Greenacre was born in Wakefield and at the age of 13 he signed schoolboy forms at Manchester City, having previously been on the books at Leeds United. He signed as an apprentice at 16, and turned professional in 1995. His senior debut came in February 1997 against Swindon Town, when he came on as a substitute, replacing Paul Dickov. He made three further substitute appearances that season, without scoring. During his time at Manchester City most of his first team football came in the form of loan spells with lower league clubs. In his first start for Manchester City in October 1997, he scored the winning goal in a 1–0 win against Crewe Alexandra. This was his only goal for the club, and he started only two further matches.

Greenacre subsequently went on to play on loan for Cardiff City, Blackpool and Scarborough before joining Mansfield Town in 2000. He became a prolific goalscorer at the Field Mill scoring nine goals in 1999–2000, 21 in 2000–01 and 28 in 2001–02. This attracted the attentions from bigger club's and in the summer of 2002 he joined Stoke City. His start at Stoke was however hampered by injury. Greenacre had a frustrating 2002–03 which saw him make 33 appearances scoring six goals which included a vital winner against Brighton & Hove Albion.
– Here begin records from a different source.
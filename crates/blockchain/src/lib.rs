//! Chain semantics over the raw store: the ledger read surface and the
//! block processor that drives all ledger writes.

pub mod block_processor;
pub mod error;
pub mod ledger;

pub use block_processor::{BlockProcessor, BlockResult, BlockSource, BlockStatus};
pub use error::ChainError;
pub use ledger::Ledger;
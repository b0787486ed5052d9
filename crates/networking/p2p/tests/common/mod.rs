//! Shared harness for the bootstrap scenario tests: a local node under
//! test, in-process loopback channels that round-trip every message
//! through the wire codec, and chain-building helpers.

use std::sync::atomic::{AtomicBool, AtomicUsize, Ordering};
use std::sync::mpsc;
use std::sync::{Arc, Mutex};
use std::time::{Duration, Instant};
use strand_blockchain::block_processor::genesis_block;
use strand_blockchain::{BlockProcessor, BlockStatus, Ledger};
use strand_common::{Account, Amount, Block, BlockHash, HashOrAccount, Signature};
use strand_p2p::bootstrap::{AccountSetsConfig, FrontierScanConfig};
use strand_p2p::messages::{AscPullAck, AscPullReq};
use strand_p2p::{
    BootstrapConfig, BootstrapServer, BootstrapService, Channel, Message, Network, TrafficType,
};
use strand_storage::Store;

/// Bootstrap tuning with intervals shrunk for test time.
pub fn test_config() -> BootstrapConfig {
    BootstrapConfig {
        request_timeout: Duration::from_secs(5),
        sync_dependencies_interval: Duration::from_secs(1),
        account_sets: AccountSetsConfig {
            cooldown: Duration::from_millis(100),
            ..AccountSetsConfig::default()
        },
        frontier_scan: FrontierScanConfig {
            cooldown: Duration::from_millis(100),
            ..FrontierScanConfig::default()
        },
        ..BootstrapConfig::default()
    }
}

/// The node under test: ledger, processor and bootstrap service wired
/// together the way the daemon does it.
pub struct TestNode {
    pub ledger: Ledger,
    pub processor: Arc<BlockProcessor>,
    pub network: Network,
    pub service: Arc<BootstrapService>,
}

/// Opt-in test logging: `RUST_LOG=strand_p2p=debug cargo test ...`
pub fn init_tracing() {
    let _ = tracing_subscriber::fmt()
        .with_env_filter(tracing_subscriber::EnvFilter::from_default_env())
        .with_test_writer()
        .try_init();
}

impl TestNode {
    pub fn start(config: BootstrapConfig, genesis: &Block) -> Self {
        init_tracing();
        let ledger = Ledger::new(Store::new());
        ledger.insert_genesis(genesis).unwrap();
        let processor = BlockProcessor::new(ledger.clone());
        let network = Network::new();
        let service = BootstrapService::new(
            config,
            ledger.clone(),
            Arc::clone(&processor),
            network.clone(),
        );
        processor.start();
        service.start();
        Self {
            ledger,
            processor,
            network,
            service,
        }
    }

    pub fn stop(&self) {
        self.service.stop();
        self.processor.stop();
    }
}

type Responder = Box<dyn Fn(&AscPullReq) -> Option<AscPullAck> + Send + 'static>;

/// In-process channel: requests are serialized, decoded and handed to a
/// responder thread; acknowledgements come back through
/// `BootstrapService::process`.
pub struct LoopbackChannel {
    requests: Mutex<mpsc::Sender<AscPullReq>>,
    pub sent_requests: AtomicUsize,
    alive: AtomicBool,
}

impl LoopbackChannel {
    /// Simulates the transport tearing the connection down.
    pub fn close(&self) {
        self.alive.store(false, Ordering::SeqCst);
    }
}

impl Channel for LoopbackChannel {
    fn send(&self, message: &Message, _traffic: TrafficType) -> bool {
        if !self.is_alive() {
            return false;
        }
        // Round-trip through the codec so the wire format is exercised
        let decoded = Message::from_bytes(&message.to_bytes()).expect("encoded message decodes");
        match decoded {
            Message::AscPullReq(request) => {
                self.sent_requests.fetch_add(1, Ordering::SeqCst);
                self.requests
                    .lock()
                    .unwrap()
                    .send(request)
                    .is_ok()
            }
            Message::AscPullAck(_) => true,
        }
    }

    fn is_alive(&self) -> bool {
        self.alive.load(Ordering::SeqCst)
    }

    fn congested(&self, _traffic: TrafficType) -> bool {
        false
    }
}

/// Connects a remote peer to `node`. The peer answers pulls with
/// `responder`; pass `None` to serve faithfully from `remote_ledger`.
pub fn connect_peer(
    node: &TestNode,
    remote_ledger: Ledger,
    responder: Option<Responder>,
) -> Arc<LoopbackChannel> {
    let (sender, receiver) = mpsc::channel::<AscPullReq>();
    let channel = Arc::new(LoopbackChannel {
        requests: Mutex::new(sender),
        sent_requests: AtomicUsize::new(0),
        alive: AtomicBool::new(true),
    });
    let as_dyn: Arc<dyn Channel> = channel.clone();
    node.network.add(as_dyn.clone());

    let server = BootstrapServer::new(remote_ledger);
    let responder = responder.unwrap_or_else(|| {
        let server = server.clone();
        Box::new(move |request| Some(server.respond(request)))
    });
    let service = Arc::clone(&node.service);
    std::thread::spawn(move || {
        while let Ok(request) = receiver.recv() {
            if let Some(ack) = responder(&request) {
                service.process(ack, &as_dyn);
            }
        }
    });
    channel
}

/// Polls until the condition holds or the deadline passes.
pub fn wait_until(timeout: Duration, mut condition: impl FnMut() -> bool) -> bool {
    let deadline = Instant::now() + timeout;
    while Instant::now() < deadline {
        if condition() {
            return true;
        }
        std::thread::sleep(Duration::from_millis(20));
    }
    condition()
}

// Chain building

pub fn test_genesis() -> Block {
    genesis_block(Account::from_low_u64_be(0xbeef))
}

pub fn send_block(previous: &Block, destination: Account, amount: u128) -> Block {
    let mut block = Block {
        account: previous.account,
        previous: previous.hash(),
        representative: previous.representative,
        balance: previous.balance.checked_sub(Amount::raw(amount)).unwrap(),
        link: HashOrAccount(destination.0),
        signature: Signature::default(),
        work: 0,
    };
    block.fill_signature();
    block
}

pub fn open_block(account: Account, source: &Block, amount: u128) -> Block {
    let mut block = Block {
        account,
        previous: BlockHash::ZERO,
        representative: account,
        balance: Amount::raw(amount),
        link: HashOrAccount(source.hash().0),
        signature: Signature::default(),
        work: 0,
    };
    block.fill_signature();
    block
}

/// A remote ledger holding the genesis account chain extended by `length`
/// self-contained send blocks. Returns the ledger and the full chain,
/// genesis included.
pub fn remote_with_chain(genesis: &Block, length: usize) -> (Ledger, Vec<Block>) {
    let ledger = Ledger::new(Store::new());
    ledger.insert_genesis(genesis).unwrap();
    let processor = BlockProcessor::new(ledger.clone());
    let mut chain = vec![genesis.clone()];
    for n in 0..length {
        let block = send_block(
            chain.last().unwrap(),
            Account::from_low_u64_be(0x1000 + n as u64),
            1,
        );
        assert_eq!(processor.process_blocking(&block), BlockStatus::Progress);
        chain.push(block);
    }
    (ledger, chain)
}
In 2003–04 he found himself out of the team after the arrival of Ade Akinbiyi and made 16 appearances scoring twice. In 2004–05 he played in 34 matches but only scored once and was released at the end of the season.
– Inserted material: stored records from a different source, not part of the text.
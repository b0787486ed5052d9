//! Token-bucket rate limiting for outgoing pulls. Lock-internal so callers
//! can share a limiter across threads without further coordination.

use std::sync::Mutex;
use std::time::Instant;

struct Bucket {
    tokens: f64,
    last_refill: Instant,
}

pub struct RateLimiter {
    /// Tokens added per second; also the bucket capacity.
    rate: f64,
    bucket: Mutex<Bucket>,
}

impl RateLimiter {
    pub fn new(rate_per_second: usize) -> Self {
        let rate = rate_per_second.max(1) as f64;
        Self {
            rate,
            bucket: Mutex::new(Bucket {
                tokens: rate,
                last_refill: Instant::now(),
            }),
        }
    }

    /// Takes `cost` tokens if available.
    pub fn should_pass(&self, cost: usize) -> bool {
        let mut bucket = self.bucket.lock().expect("rate limiter lock poisoned");
        let now = Instant::now();
        let elapsed = now.duration_since(bucket.last_refill).as_secs_f64();
        bucket.tokens = (bucket.tokens + elapsed * self.rate).min(self.rate);
        bucket.last_refill = now;
        let cost = cost as f64;
        if bucket.tokens >= cost {
            bucket.tokens -= cost;
            true
        } else {
            false
        }
    }
}
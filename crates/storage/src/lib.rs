//! In-memory ledger store.
//!
//! One synchronized set of tables: blocks with their sideband, account
//! infos, and pending (receivable) entries. The store is deliberately dumb;
//! chain semantics live in `strand-blockchain`. Methods take `&self` and the
//! store is cheap to clone and share.

pub mod error;

pub use error::StoreError;

use rustc_hash::FxHashMap;
use std::collections::BTreeMap;
use std::sync::{Arc, RwLock};
use strand_common::{Account, Amount, Block, BlockHash};

/// Everything the ledger tracks about one account chain.
#[derive(Clone, Debug, Default, PartialEq, Eq)]
pub struct AccountInfo {
    pub head: BlockHash,
    pub open_block: BlockHash,
    pub block_count: u64,
    pub confirmed_height: u64,
    pub confirmed_frontier: BlockHash,
}

/// Metadata stored next to every block.
#[derive(Clone, Debug, PartialEq, Eq)]
pub struct BlockSideband {
    /// 1-based position in the account chain.
    pub height: u64,
    pub successor: Option<BlockHash>,
}

#[derive(Clone, Debug)]
struct BlockEntry {
    block: Block,
    sideband: BlockSideband,
}

/// Key of a receivable entry: the destination account and the send block
/// that funds it.
#[derive(Clone, Copy, Debug, PartialEq, Eq, PartialOrd, Ord, Hash)]
pub struct PendingKey {
    pub receiver: Account,
    pub send_hash: BlockHash,
}

#[derive(Clone, Copy, Debug, PartialEq, Eq)]
pub struct PendingInfo {
    pub source: Account,
    pub amount: Amount,
}

#[derive(Default)]
struct StoreInner {
    blocks: FxHashMap<BlockHash, BlockEntry>,
    accounts: BTreeMap<Account, AccountInfo>,
    pending: BTreeMap<PendingKey, PendingInfo>,
}

#[derive(Clone, Default)]
pub struct Store {
    inner: Arc<RwLock<StoreInner>>,
}

impl Store {
    pub fn new() -> Self {
        Self::default()
    }

    fn read(&self) -> std::sync::RwLockReadGuard<'_, StoreInner> {
        self.inner.read().expect("store lock poisoned")
    }

    fn write(&self) -> std::sync::RwLockWriteGuard<'_, StoreInner> {
        self.inner.write().expect("store lock poisoned")
    }

    // Blocks

    pub fn contains_block(&self, hash: &BlockHash) -> bool {
        self.read().blocks.contains_key(hash)
    }

    pub fn block(&self, hash: &BlockHash) -> Option<Block> {
        self.read().blocks.get(hash).map(|entry| entry.block.clone())
    }

    pub fn block_height(&self, hash: &BlockHash) -> Option<u64> {
        self.read().blocks.get(hash).map(|entry| entry.sideband.height)
    }

    pub fn successor(&self, hash: &BlockHash) -> Option<BlockHash> {
        self.read().blocks.get(hash)?.sideband.successor
    }

    pub fn insert_block(&self, block: &Block, height: u64) -> Result<(), StoreError> {
        let hash = block.hash();
        let mut inner = self.write();
        if inner.blocks.contains_key(&hash) {
            return Err(StoreError::BlockExists(hash));
        }
        inner.blocks.insert(
            hash,
            BlockEntry {
                block: block.clone(),
                sideband: BlockSideband {
                    height,
                    successor: None,
                },
            },
        );
        Ok(())
    }

    pub fn set_successor(&self, hash: &BlockHash, successor: BlockHash) -> Result<(), StoreError> {
        let mut inner = self.write();
        let entry = inner
            .blocks
            .get_mut(hash)
            .ok_or(StoreError::BlockNotFound(*hash))?;
        entry.sideband.successor = Some(successor);
        Ok(())
    }

    pub fn block_count(&self) -> u64 {
        self.read().blocks.len() as u64
    }

    // Accounts

    pub fn account_info(&self, account: &Account) -> Option<AccountInfo> {
        self.read().accounts.get(account).cloned()
    }

    pub fn put_account_info(&self, account: Account, info: AccountInfo) {
        self.write().accounts.insert(account, info);
    }

    pub fn account_count(&self) -> u64 {
        self.read().accounts.len() as u64
    }

    /// Accounts in lexical order starting at `start` (inclusive), at most
    /// `max` of them.
    pub fn accounts_from(&self, start: Account, max: usize) -> Vec<Account> {
        self.read()
            .accounts
            .range(start..)
            .take(max)
            .map(|(account, _)| *account)
            .collect()
    }

    /// Account frontiers in lexical order starting at `start` (inclusive).
    pub fn frontiers_from(&self, start: Account, max: usize) -> Vec<(Account, BlockHash)> {
        self.read()
            .accounts
            .range(start..)
            .take(max)
            .map(|(account, info)| (*account, info.head))
            .collect()
    }

    // Pending

    pub fn pending_info(&self, key: &PendingKey) -> Option<PendingInfo> {
        self.read().pending.get(key).copied()
    }

    pub fn put_pending(&self, key: PendingKey, info: PendingInfo) {
        self.write().pending.insert(key, info);
    }

    pub fn remove_pending(&self, key: &PendingKey) -> Option<PendingInfo> {
        self.write().pending.remove(key)
    }

    pub fn pending_count(&self) -> u64 {
        self.read().pending.len() as u64
    }

    /// Distinct receiver accounts with pending entries, in lexical order
    /// starting at `start` (inclusive), at most `max` of them.
    pub fn pending_receivers_from(&self, start: Account, max: usize) -> Vec<Account> {
        let inner = self.read();
        let mut receivers = Vec::with_capacity(max);
        let mut cursor = PendingKey {
            receiver: start,
            send_hash: BlockHash::ZERO,
        };
        loop {
            let Some((key, _)) = inner.pending.range(cursor..).next() else {
                break;
            };
            receivers.push(key.receiver);
            if receivers.len() >= max {
                break;
            }
            let Some(next_receiver) = key.receiver.checked_increment() else {
                break;
            };
            cursor = PendingKey {
                receiver: next_receiver,
                send_hash: BlockHash::ZERO,
            };
        }
        receivers
    }
}

#[cfg(test)]
mod tests {
    use super::*;
    use strand_common::{HashOrAccount, Signature};

    fn block_for(account: Account, previous: BlockHash) -> Block {
        Block {
            account,
            previous,
            representative: account,
            balance: Amount::raw(100),
            link: HashOrAccount::ZERO,
            signature: Signature::default(),
            work: 0,
        }
    }

    #[test]
    fn insert_block_rejects_duplicates() {
        let store = Store::new();
        let block = block_for(Account::from_low_u64_be(1), BlockHash::ZERO);
        store.insert_block(&block, 1).unwrap();
        assert!(matches!(
            store.insert_block(&block, 1),
            Err(StoreError::BlockExists(_))
        ));
        assert_eq!(store.block_count(), 1);
    }

    #[test]
    fn successor_tracking() {
        let store = Store::new();
        let first = block_for(Account::from_low_u64_be(1), BlockHash::ZERO);
        let second = block_for(Account::from_low_u64_be(1), first.hash());
        store.insert_block(&first, 1).unwrap();
        store.insert_block(&second, 2).unwrap();
        store.set_successor(&first.hash(), second.hash()).unwrap();
        assert_eq!(store.successor(&first.hash()), Some(second.hash()));
        assert_eq!(store.successor(&second.hash()), None);
        assert_eq!(store.block_height(&second.hash()), Some(2));
    }

    #[test]
    fn accounts_from_is_ordered_and_bounded() {
        let store = Store::new();
        for n in [5u64, 1, 9, 3] {
            store.put_account_info(Account::from_low_u64_be(n), AccountInfo::default());
        }
        let accounts = store.accounts_from(Account::from_low_u64_be(2), 2);
        assert_eq!(
            accounts,
            vec![Account::from_low_u64_be(3), Account::from_low_u64_be(5)]
        );
    }

    #[test]
    fn pending_receivers_deduplicate_per_account() {
        let store = Store::new();
        let receiver = Account::from_low_u64_be(7);
        for n in 0..3u64 {
            store.put_pending(
                PendingKey {
                    receiver,
                    send_hash: BlockHash::from_low_u64_be(n),
                },
                PendingInfo {
                    source: Account::from_low_u64_be(1),
                    amount: Amount::raw(1),
                },
            );
        }
        store.put_pending(
            PendingKey {
                receiver: Account::from_low_u64_be(9),
                send_hash: BlockHash::from_low_u64_be(1),
            },
            PendingInfo {
                source: Account::from_low_u64_be(1),
                amount: Amount::raw(1),
            },
        );
        let receivers = store.pending_receivers_from(Account::ZERO, 10);
        assert_eq!(
            receivers,
            vec![receiver, Account::from_low_u64_be(9)]
        );
    }
}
He joined Tranmere Rovers in July 2005. Under the management of Brian Little, Tranmere finished 18th in League One in the 2005–06 season, but Greenacre himself finished top scorer with 18 goals in 49 games for the club. This included a hat-trick against Yeovil Town on 28 December and two goals against Oldham Athletic in August. In 2006–07 under Ronnie Moore when Greenacre again finished top scorer, this time with a total of 19 goals, and signed a two-year extension to his contract at Prenton Park. A further 14 goals in all competitions during the 2007–08 season saw him again finish the season as the club's top scorer. He scored his first goals for the 2008–09 season with a brace away at Peterborough in a 2–2 draw.
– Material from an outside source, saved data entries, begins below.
//! Serving side of the pull protocol: answers `asc_pull_req` from the
//! local ledger. Stateless; one request in, one acknowledgement out, with
//! the request id mirrored so the remote can pair it.

use crate::messages::{
    AccountInfoPayload, AckPayload, AscPullAck, AscPullReq, BlocksPayload, FrontiersPayload,
    ReqPayload, MAX_PULL_BLOCKS, MAX_PULL_FRONTIERS,
};
use strand_blockchain::Ledger;
use strand_common::{Account, Block, BlockHash, HashOrAccount};
use tracing::trace;

#[derive(Clone)]
pub struct BootstrapServer {
    ledger: Ledger,
}

impl BootstrapServer {
    pub fn new(ledger: Ledger) -> Self {
        Self { ledger }
    }

    pub fn respond(&self, request: &AscPullReq) -> AscPullAck {
        let payload = match &request.payload {
            ReqPayload::Blocks { start, count } => self.blocks(start, *count),
            ReqPayload::AccountInfo { target } => self.account_info(target),
            ReqPayload::Frontiers { start, count } => self.frontiers(*start, *count),
        };
        trace!(id = request.id, "Serving pull request");
        AscPullAck {
            id: request.id,
            payload,
        }
    }

    /// A run of blocks starting at `start`: from that block itself when
    /// `start` is a known hash, from the open block when it is a known
    /// account, empty otherwise.
    fn blocks(&self, start: &HashOrAccount, count: u8) -> AckPayload {
        let count = count.min(MAX_PULL_BLOCKS) as usize;
        let origin = if self.ledger.block_exists(&start.as_block_hash()) {
            Some(start.as_block_hash())
        } else {
            self.ledger
                .account_info(&start.as_account())
                .map(|info| info.open_block)
        };
        let blocks = match origin {
            Some(origin) => self.collect_chain(origin, count),
            None => Vec::new(),
        };
        AckPayload::Blocks(BlocksPayload { blocks })
    }

    fn collect_chain(&self, origin: BlockHash, count: usize) -> Vec<Block> {
        let mut blocks = Vec::with_capacity(count.min(16));
        let mut cursor = Some(origin);
        while let Some(hash) = cursor {
            if blocks.len() >= count {
                break;
            }
            let Some(block) = self.ledger.block(&hash) else {
                break;
            };
            blocks.push(block);
            cursor = self.ledger.successor(&hash);
        }
        blocks
    }

    fn account_info(&self, target: &HashOrAccount) -> AckPayload {
        let Some(account) = self.ledger.block_account(&target.as_block_hash()) else {
            return AckPayload::Empty;
        };
        let Some(info) = self.ledger.account_info(&account) else {
            return AckPayload::Empty;
        };
        AckPayload::AccountInfo(AccountInfoPayload {
            account,
            account_open: info.open_block,
            account_head: info.head,
            block_count: info.block_count,
            confirmation_height: info.confirmed_height,
            confirmation_frontier: info.confirmed_frontier,
        })
    }

    fn frontiers(&self, start: Account, count: u16) -> AckPayload {
        let count = count.min(MAX_PULL_FRONTIERS) as usize;
        AckPayload::Frontiers(FrontiersPayload {
            frontiers: self.ledger.store().frontiers_from(start, count),
        })
    }
}
#[cfg(test)]
mod tests {
    use super::*;
    use std::time::Duration;

    fn config() -> AccountSetsConfig {
        AccountSetsConfig {
            // A sample this large visits every slot, making picks
            // deterministic enough to assert on
            consideration_count: 64,
            cooldown: Duration::from_millis(0),
            ..AccountSetsConfig::default()
        }
    }

    fn account(n: u64) -> Account {
        Account::from_low_u64_be(n)
    }

    #[test]
    fn priority_up_inserts_then_multiplies() {
        let mut sets = AccountSets::new(config());
        sets.priority_up(&account(1));
        assert_eq!(sets.priority_of(&account(1)), Some(2.0));
        sets.priority_up(&account(1));
        assert_eq!(sets.priority_of(&account(1)), Some(4.0));
    }

    #[test]
    fn priority_saturates_at_max() {
        let mut sets = AccountSets::new(config());
        for _ in 0..20 {
            sets.priority_up(&account(1));
        }
        assert_eq!(sets.priority_of(&account(1)), Some(32.0));
    }

    #[test]
    fn up_then_down_returns_to_start() {
        let mut sets = AccountSets::new(config());
        sets.priority_up(&account(1));
        sets.priority_up(&account(1));
        sets.priority_down(&account(1));
        let priority = sets.priority_of(&account(1)).unwrap();
        assert!((priority - 2.0).abs() < f64::EPSILON);
    }

    #[test]
    fn decay_below_cutoff_erases() {
        let mut sets = AccountSets::new(config());
        sets.priority_up(&account(1));
        sets.priority_down(&account(1));
        assert!(sets.prioritized(&account(1)));
        sets.priority_down(&account(1));
        // 2.0 * 0.5 * 0.5 = 0.5 < cutoff
        assert!(!sets.prioritized(&account(1)));
    }

    #[test]
    fn max_fails_erases_regardless_of_priority() {
        let mut sets = AccountSets::new(AccountSetsConfig {
            priority_decrease: 1.0,
            ..config()
        });
        sets.priority_up(&account(1));
        for _ in 0..2 {
            sets.priority_down(&account(1));
            assert!(sets.prioritized(&account(1)));
        }
        sets.priority_down(&account(1));
        assert!(!sets.prioritized(&account(1)));
    }

    #[test]
    fn block_moves_between_sets_and_unblock_restores_priority() {
        let mut sets = AccountSets::new(config());
        sets.priority_up(&account(1));
        sets.priority_up(&account(1));
        let dependency = BlockHash::from_low_u64_be(9);
        sets.block(&account(1), dependency);
        assert!(sets.blocked(&account(1)));
        assert!(!sets.prioritized(&account(1)));

        // Wrong hash refuses to unblock
        assert!(!sets.unblock(&account(1), Some(BlockHash::from_low_u64_be(8))));
        assert!(sets.unblock(&account(1), Some(dependency)));
        assert_eq!(sets.priority_of(&account(1)), Some(4.0));
    }

    #[test]
    fn priority_up_leaves_blocked_accounts_alone() {
        let mut sets = AccountSets::new(config());
        sets.block(&account(1), BlockHash::from_low_u64_be(9));
        sets.priority_up(&account(1));
        assert!(sets.blocked(&account(1)));
        assert!(!sets.prioritized(&account(1)));
    }

    #[test]
    fn insertion_evicts_lowest_priority_when_full() {
        let mut sets = AccountSets::new(AccountSetsConfig {
            priorities_max: 2,
            ..config()
        });
        sets.priority_up(&account(1));
        sets.priority_up(&account(2));
        sets.priority_up(&account(2)); // strongest
        sets.priority_up(&account(3));
        assert_eq!(sets.priority_len(), 2);
        assert!(!sets.prioritized(&account(1)));
        assert!(sets.prioritized(&account(2)));
        assert!(sets.prioritized(&account(3)));
    }

    #[test]
    fn next_priority_respects_cooldown_and_filter() {
        let mut sets = AccountSets::new(AccountSetsConfig {
            cooldown: Duration::from_secs(60),
            ..config()
        });
        sets.priority_up(&account(1));
        sets.priority_up(&account(2));
        let now = Instant::now();
        let first = sets.next_priority(now, |candidate| *candidate != account(2));
        assert_eq!(first.map(|result| result.account), Some(account(1)));
        // Account 1 is cooling down, account 2 is filtered out
        assert_eq!(sets.next_priority(now, |candidate| *candidate != account(2)), None);
    }

    #[test]
    fn next_priority_prefers_higher_priority() {
        let mut sets = AccountSets::new(config());
        sets.priority_up(&account(1));
        sets.priority_up(&account(2));
        sets.priority_up(&account(2));
        let result = sets.next_priority(Instant::now(), |_| true).unwrap();
        assert_eq!(result.account, account(2));
        assert_eq!(result.priority, 4.0);
    }

    #[test]
    fn next_blocking_yields_dependency_hash() {
        let mut sets = AccountSets::new(config());
        let dependency = BlockHash::from_low_u64_be(9);
        sets.block(&account(1), dependency);
        assert_eq!(sets.next_blocking(|_| true), Some(dependency));
        assert_eq!(sets.next_blocking(|hash| *hash != dependency), None);
    }

    #[test]
    fn dependency_update_marks_all_waiters() {
        let mut sets = AccountSets::new(config());
        let dependency = BlockHash::from_low_u64_be(9);
        sets.block(&account(1), dependency);
        sets.block(&account(2), dependency);
        assert_eq!(sets.dependency_update(&dependency, account(7)), 2);
        // Second update with the same owner changes nothing
        assert_eq!(sets.dependency_update(&dependency, account(7)), 0);
        let snapshot = sets.blocking_snapshot();
        assert!(snapshot
            .iter()
            .all(|(_, _, owner)| *owner == Some(account(7))));
    }
}
use sha3::{Digest, Keccak256};

/// Computes the Keccak256 hash of the given bytes.
pub fn keccak<T: AsRef<[u8]>>(data: T) -> [u8; 32] {
    let mut hasher = Keccak256::new();
    hasher.update(data.as_ref());
    hasher.finalize().into()
}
On 21 April 2009, it was announced that Greenacre had signed with Wellington-based, New Zealand A-League club Wellington Phoenix on a two-year contract. He made his league debut on 9 August 2009 scoring in a losing effort to the Newcastle Jets FC. Before a bothersome knee injury, Greenacre had scored five goals in 16 appearances for the Phoenix.

Greenacre started season 2010–11 by scoring twice in the opening game of the season against the Gold Coast United FC at Westpac Stadium.

==Coaching career==

Greenacre coaching the Wellington Phoenix in 2026.

On 22 July 2011, Greenacre accepted a player/coaching role with his club Wellington Phoenix. Greenacre already holds a UEFA B coaching licence and will reportedly be coaching the forwards as well as playing when chosen. On 18 July 2012 he announced his retirement from the game and accepted a position as assistant manager at Wellington Phoenix.

In October 2012, Due to the absence of Ricki Herbert due to international duties, Greenacre was appointed as the caretaker manager of the Wellington Phoenix for their Round 2 clash with Melbourne Heart. Despite missing 7 first team players due to international duties, and despite playing an away clash, the Phoenix managed to obtain a 1–1 draw with the Heart, courtesy of a Paul Ifill penalty.

On 26 February 2013, Greenacre was appointed interim manager of Wellington Phoenix until the end of the season after Ricki Herbert resigned. He was replaced by Ernie Merrick for the 2013–14 A-League season.
Following Merrick's resignation on 5 December 2016, Greenacre was appointed as co-coach of the A-League side alongside Des Buckingham, originally as interim coaches, and in January 2017 confirmed for the roles until the end of the 2016-2017 season. Greenacre and Buckingham applied for the role on a permanent basis at the end of the season, but were passed over in favour of Darije Kalezic.

On 12 October 2017, Greenacre was appointed coach of Wellington Phoenix Reserves, taking over from Andy Hedge.

New Zealand football announced in January 2018 Greenacre would be assistant to Des Buckingham for the New Zealand national under-20 football team for the 2019 FIFA U-20 World Cup cycle. Greenacre would retain his position with the Wellington Phoenix while fulfilling this role.

Greenacre began his third period with the Wellington Phoenix A-League side when he was again appointed interim head coach following the departure of Darije Kalezic on 5 March 2018.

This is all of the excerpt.